■ **Work instructions**
In the data below, the answer is the run of lines from the line containing "let mut release = Release::default();" through the line containing "let mut url", both included; print it exactly and nothing else.

[Collected data entries]
§

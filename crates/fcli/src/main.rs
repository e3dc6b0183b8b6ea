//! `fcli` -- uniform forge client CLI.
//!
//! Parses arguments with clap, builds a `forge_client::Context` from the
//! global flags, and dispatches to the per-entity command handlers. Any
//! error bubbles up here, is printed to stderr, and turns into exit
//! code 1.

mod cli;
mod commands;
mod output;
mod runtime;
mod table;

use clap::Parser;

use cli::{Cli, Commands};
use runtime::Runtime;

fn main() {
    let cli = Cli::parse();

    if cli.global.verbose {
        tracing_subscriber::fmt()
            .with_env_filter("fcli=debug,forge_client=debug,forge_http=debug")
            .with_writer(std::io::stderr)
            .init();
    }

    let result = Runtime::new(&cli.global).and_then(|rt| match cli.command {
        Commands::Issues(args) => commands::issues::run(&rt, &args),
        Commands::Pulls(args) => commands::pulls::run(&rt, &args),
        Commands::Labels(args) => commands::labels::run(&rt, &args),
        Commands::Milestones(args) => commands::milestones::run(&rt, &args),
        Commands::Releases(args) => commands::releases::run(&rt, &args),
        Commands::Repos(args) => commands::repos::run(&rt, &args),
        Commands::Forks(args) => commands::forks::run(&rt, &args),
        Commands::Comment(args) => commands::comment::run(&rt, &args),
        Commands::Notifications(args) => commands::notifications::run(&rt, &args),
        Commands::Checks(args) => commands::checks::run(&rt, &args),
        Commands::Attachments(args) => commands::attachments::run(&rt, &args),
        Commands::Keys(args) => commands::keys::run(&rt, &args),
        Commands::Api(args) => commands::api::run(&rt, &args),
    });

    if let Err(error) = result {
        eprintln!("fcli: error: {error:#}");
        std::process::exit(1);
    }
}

§

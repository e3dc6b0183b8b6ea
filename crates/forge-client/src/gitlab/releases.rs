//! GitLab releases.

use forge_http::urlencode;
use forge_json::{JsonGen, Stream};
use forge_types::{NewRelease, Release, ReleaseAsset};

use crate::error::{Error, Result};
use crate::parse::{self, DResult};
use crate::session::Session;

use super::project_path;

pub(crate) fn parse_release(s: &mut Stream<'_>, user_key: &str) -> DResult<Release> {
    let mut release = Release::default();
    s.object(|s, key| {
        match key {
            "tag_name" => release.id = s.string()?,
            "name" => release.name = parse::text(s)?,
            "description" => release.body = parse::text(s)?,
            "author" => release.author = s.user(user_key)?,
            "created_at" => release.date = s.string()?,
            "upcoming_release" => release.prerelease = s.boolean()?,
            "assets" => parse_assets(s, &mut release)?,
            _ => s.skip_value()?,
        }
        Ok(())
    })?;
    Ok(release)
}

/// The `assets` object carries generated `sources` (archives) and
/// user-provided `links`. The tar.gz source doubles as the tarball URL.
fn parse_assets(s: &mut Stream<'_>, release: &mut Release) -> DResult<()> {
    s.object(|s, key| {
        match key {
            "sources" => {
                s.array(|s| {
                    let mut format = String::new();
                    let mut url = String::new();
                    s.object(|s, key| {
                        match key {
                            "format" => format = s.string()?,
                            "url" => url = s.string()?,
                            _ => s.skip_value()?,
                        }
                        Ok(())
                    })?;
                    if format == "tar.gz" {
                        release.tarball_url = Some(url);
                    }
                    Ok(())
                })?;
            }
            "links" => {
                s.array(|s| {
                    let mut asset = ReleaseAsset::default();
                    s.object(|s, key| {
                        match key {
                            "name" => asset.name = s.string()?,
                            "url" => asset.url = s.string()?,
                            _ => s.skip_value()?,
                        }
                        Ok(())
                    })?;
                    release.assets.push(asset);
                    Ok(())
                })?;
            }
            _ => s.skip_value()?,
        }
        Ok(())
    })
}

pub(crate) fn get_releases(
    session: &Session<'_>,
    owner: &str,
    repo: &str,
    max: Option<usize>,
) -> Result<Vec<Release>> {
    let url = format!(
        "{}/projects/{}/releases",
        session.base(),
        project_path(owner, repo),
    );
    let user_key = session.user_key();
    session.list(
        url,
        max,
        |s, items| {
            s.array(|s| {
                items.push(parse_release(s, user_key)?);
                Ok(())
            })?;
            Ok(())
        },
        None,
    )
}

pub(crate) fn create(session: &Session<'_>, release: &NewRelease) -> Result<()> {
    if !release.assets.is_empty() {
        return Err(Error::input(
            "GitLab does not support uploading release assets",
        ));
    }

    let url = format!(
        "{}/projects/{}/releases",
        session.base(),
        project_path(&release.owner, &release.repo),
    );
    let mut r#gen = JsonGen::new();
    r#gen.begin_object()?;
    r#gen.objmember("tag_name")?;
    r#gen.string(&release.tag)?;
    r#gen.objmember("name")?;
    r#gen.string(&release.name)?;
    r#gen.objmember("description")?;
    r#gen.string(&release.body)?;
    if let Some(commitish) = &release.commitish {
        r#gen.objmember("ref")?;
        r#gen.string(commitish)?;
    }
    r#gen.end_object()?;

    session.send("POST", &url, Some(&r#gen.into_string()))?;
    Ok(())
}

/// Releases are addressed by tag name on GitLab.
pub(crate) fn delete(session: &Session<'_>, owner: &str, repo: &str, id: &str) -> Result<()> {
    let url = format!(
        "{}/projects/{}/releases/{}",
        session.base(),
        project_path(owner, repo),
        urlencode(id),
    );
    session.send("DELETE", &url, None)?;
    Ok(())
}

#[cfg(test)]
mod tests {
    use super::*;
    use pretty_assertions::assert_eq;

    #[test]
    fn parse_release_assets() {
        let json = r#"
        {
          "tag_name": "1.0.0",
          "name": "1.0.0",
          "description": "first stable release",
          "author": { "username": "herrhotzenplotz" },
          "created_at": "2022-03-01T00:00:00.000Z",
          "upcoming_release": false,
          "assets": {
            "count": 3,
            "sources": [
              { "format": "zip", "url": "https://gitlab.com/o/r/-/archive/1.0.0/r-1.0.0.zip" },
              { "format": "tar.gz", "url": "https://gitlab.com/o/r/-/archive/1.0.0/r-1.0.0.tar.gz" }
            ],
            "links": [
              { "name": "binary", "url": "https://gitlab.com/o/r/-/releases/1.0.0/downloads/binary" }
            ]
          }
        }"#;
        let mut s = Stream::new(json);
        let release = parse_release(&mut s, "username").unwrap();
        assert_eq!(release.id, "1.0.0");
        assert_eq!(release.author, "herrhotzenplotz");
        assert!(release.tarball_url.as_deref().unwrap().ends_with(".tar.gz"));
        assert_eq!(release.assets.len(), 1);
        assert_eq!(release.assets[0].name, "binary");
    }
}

§

■ **The completed task**
    let mut release = Release::default();
    s.object(|s, key| {
        match key {
            "tag_name" => release.id = s.string()?,
            "name" => release.name = parse::text(s)?,
            "description" => release.body = parse::text(s)?,
            "author" => release.author = s.user(user_key)?,
            "created_at" => release.date = s.string()?,
            "upcoming_release" => release.prerelease = s.boolean()?,
            "assets" => parse_assets(s, &mut release)?,
            _ => s.skip_value()?,
        }
        Ok(())
    })?;
    Ok(release)
}

/// The `assets` object carries generated `sources` (archives) and
/// user-provided `links`. The tar.gz source doubles as the tarball URL.
fn parse_assets(s: &mut Stream<'_>, release: &mut Release) -> DResult<()> {
    s.object(|s, key| {
        match key {
            "sources" => {
                s.array(|s| {
                    let mut format = String::new();
                    let mut url = String::new();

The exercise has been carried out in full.